Obama moves against Iran Central Bank in bid to bankrupt country
by TheTotalCollapse.com on February 7, 2012
The White House moved to enforce tightened sanctions against Iran on Monday because of the country’s suspect nuclear program, freezing all property of the Central Bank of Iran, other Iranian financial institutions and the Iranian government in the United States.
The new restrictions also raised new warnings to financial institutions in other nations that they could face big penalties in the United States if they did business with Iran’s central bank.
The actions were announced in an executive order signed by President Obama that started the enforcement process for a tough measure he signed into law at the end of 2011. If fully carried out, that measure could isolate Iran’s central bank and effectively choke off the sale of Iranian oil by obstructing the means of payment. Most of the revenue for oil sales by Iran, one of the world’s biggest oil exporters, is processed by its central bank.
Tensions have been rising between Iran and the West over Tehran’s nuclear energy program, which Iran says is peaceful and Western nations say is a cover for efforts to achieve the ability to make a nuclear weapon.
Israeli leaders, who see Iran as their most serious security threat, have hinted they may order a pre-emptive military strike on suspected nuclear targets in Iran if they conclude the sanctions are ineffective. Mr. Obama and his aides have sought to restrain Israel, stressing in recent days that sanctions and diplomatic pressure are the preferred strategy for dissuading Iran.
“There has been a steady increase in our sanctions activity, and this is part of that escalation,” Jay Carney, the White House spokesman, said after the latest steps were announced.
Last week an inspection team from the International Atomic Energy Agency left Iran after the government refused to allow it to scrutinize elements of the nuclear program that the agency had said could be military in nature. Although the team is returning to Iran this month, Western diplomats have concluded that Iran appears intent on stonewalling.
In a statement, the White House said the executive order “re-emphasizes this administration’s message to the government of Iran — it will face ever-increasing economic and diplomatic pressure until it addresses the international community’s well-founded and well-documented concerns regarding the nature of its nuclear program.”
The timing, a Treasury Department official said, was driven by the need for the administration to lay the groundwork to effectively enforce the new sanctions law, in part by reaching out to allies and other countries to explain how the sanctions will work. Many of these countries buy oil from Iran through its central bank, and their financial institutions could be blocked from the American market if they continue to do so.
The administration has been trying to persuade Iran’s oil customers to shift to other suppliers, and countries like Saudi Arabia have promised to raise production to compensate for any shortages. But some of Iran’s biggest customers, notably China and India, have signaled their intention to keep buying Iranian oil.
The penalties against Iran’s central bank, and potentially the banks of other nations that do business with it, were unanimously passed by the Senate and attached to an annual defense bill over the administration’s objections. Mr. Obama agreed to the penalties after the White House negotiated language that would give him latitude to waive them for foreign financial institutions.

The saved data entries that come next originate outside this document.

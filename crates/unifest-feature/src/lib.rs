//! Per-screen state holders.
//!
//! Every holder publishes an immutable `UiState` snapshot through a
//! [`StateFlow`], hands out one-shot `UiEvent`s through an
//! [`unifest_core::event`] channel, and takes user input through an async
//! `on_action`. Holders that observe the liked collections keep those
//! subscriptions in a [`ScreenScope`], so dropping the holder stops them.

use std::sync::Arc;

use unifest_api::RemoteGateway;
use unifest_core::store::{FavoritesStore, PreferenceStore};
use unifest_data::{
  BoothRepository, FestivalRepository, LikedBoothRepository,
  LikedFestivalRepository, OnboardingRepository,
};

pub mod assets;
mod bookmark;
pub mod error;
pub mod message;
pub mod scope;
pub mod screen;
pub mod state;

#[cfg(test)]
mod test_support;

pub use bookmark::UNLIKE_ANIMATION_DELAY;
pub use error::{ButtonType, ErrorType};
pub use message::UiMessage;
pub use scope::ScreenScope;
pub use state::StateFlow;

/// Any backend that can hold both the liked collections and the preference
/// slots.
pub trait Store: FavoritesStore + PreferenceStore + 'static {}

impl<T: FavoritesStore + PreferenceStore + 'static> Store for T {}

/// The five repositories, built once at the composition root and handed to
/// each screen.
pub struct Repositories<G, S> {
  pub festival:       FestivalRepository<G>,
  pub booth:          BoothRepository<G>,
  pub liked_festival: LikedFestivalRepository<S>,
  pub liked_booth:    LikedBoothRepository<S>,
  pub onboarding:     OnboardingRepository<S>,
}

impl<G, S> Clone for Repositories<G, S> {
  fn clone(&self) -> Self {
    Self {
      festival:       self.festival.clone(),
      booth:          self.booth.clone(),
      liked_festival: self.liked_festival.clone(),
      liked_booth:    self.liked_booth.clone(),
      onboarding:     self.onboarding.clone(),
    }
  }
}

impl<G, S> Repositories<G, S>
where
  G: RemoteGateway + 'static,
  S: Store,
{
  pub fn new(gateway: Arc<G>, store: Arc<S>) -> Self {
    Self {
      festival:       FestivalRepository::new(Arc::clone(&gateway)),
      booth:          BoothRepository::new(gateway),
      liked_festival: LikedFestivalRepository::new(Arc::clone(&store)),
      liked_booth:    LikedBoothRepository::new(Arc::clone(&store)),
      onboarding:     OnboardingRepository::new(store),
    }
  }
}
//! One-shot UI events (navigation, transient messages).
//!
//! Unlike screen state, events are not replayed: each event is handed to
//! exactly one receiver and is gone once taken. Events sent before anyone
//! listens wait in the queue for the first receiver.

use std::sync::Arc;

use tokio::sync::{Mutex, mpsc};

/// Create a connected sender/receiver pair.
pub fn channel<E>() -> (EventSender<E>, EventReceiver<E>) {
  let (tx, rx) = mpsc::unbounded_channel();
  (
    EventSender { tx },
    EventReceiver { rx: Arc::new(Mutex::new(rx)) },
  )
}

#[derive(Debug)]
pub struct EventSender<E> {
  tx: mpsc::UnboundedSender<E>,
}

impl<E> Clone for EventSender<E> {
  fn clone(&self) -> Self { Self { tx: self.tx.clone() } }
}

impl<E> EventSender<E> {
  pub fn send(&self, event: E) {
    if self.tx.send(event).is_err() {
      tracing::debug!("ui event dropped: receiver closed");
    }
  }
}

/// The receiving half. Clones share one queue, so concurrent receivers
/// compete for events rather than each seeing every event.
#[derive(Debug)]
pub struct EventReceiver<E> {
  rx: Arc<Mutex<mpsc::UnboundedReceiver<E>>>,
}

impl<E> Clone for EventReceiver<E> {
  fn clone(&self) -> Self { Self { rx: Arc::clone(&self.rx) } }
}

impl<E> EventReceiver<E> {
  /// Wait for the next event. Returns `None` once every sender is gone and
  /// the queue is drained.
  pub async fn recv(&self) -> Option<E> { self.rx.lock().await.recv().await }

  /// Take a queued event without waiting.
  pub fn try_recv(&self) -> Option<E> {
    self.rx.try_lock().ok()?.try_recv().ok()
  }
}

Documents accompanying the executive order said foreign financial institutions risked American sanctions “if they engage in certain significant financial transactions” with Iran’s central bank rather than “arms-length” transactions.
In a statement, the Treasury Department said the executive order “blocks all property and interests in property of the government of Iran, the Central Bank of Iran and all Iranian financial institutions (regardless of whether the financial institution is part of the government of Iran) that are in the United States, that come within the United States or that come within the possession or control of U.S. persons.” The statement did not further specify the exact properties that apply.
The Senate has proposed additional sanctions that could cripple Iran’s financial system by severing Iranian banks’ access to a global communications system that virtually all banks use to transmit data. A full vote has not yet been taken on that measure.
Advocates of stiff sanctions on Iran welcomed the administration’s announcement on Monday.
“Sanctions against Iran’s central bank, if properly implemented and enforced, will severely isolate the Iranian regime from world markets and limit the capital it has to pursue nuclear weapons and fund terrorism,” said Mark D. Wallace, president of United Against Nuclear Iran, a group in New York.
Iran’s government has denounced the sanctions as an effort to bully Iranians into surrendering their legal right to pursue nuclear energy peacefully. It has threatened to retaliate by closing the Strait of Hormuz, a vital oil route, and by cutting off European buyers of Iran’s oil before a planned European Union embargo of Iran’s oil to start on July 1.
Iran’s official Islamic Republic News Agency said people at an organized rally against the sanctions in Tehran on Monday chanted “Death to America” and “Death to the Zionist regime” and urged Parliament to halt oil exports to European countries.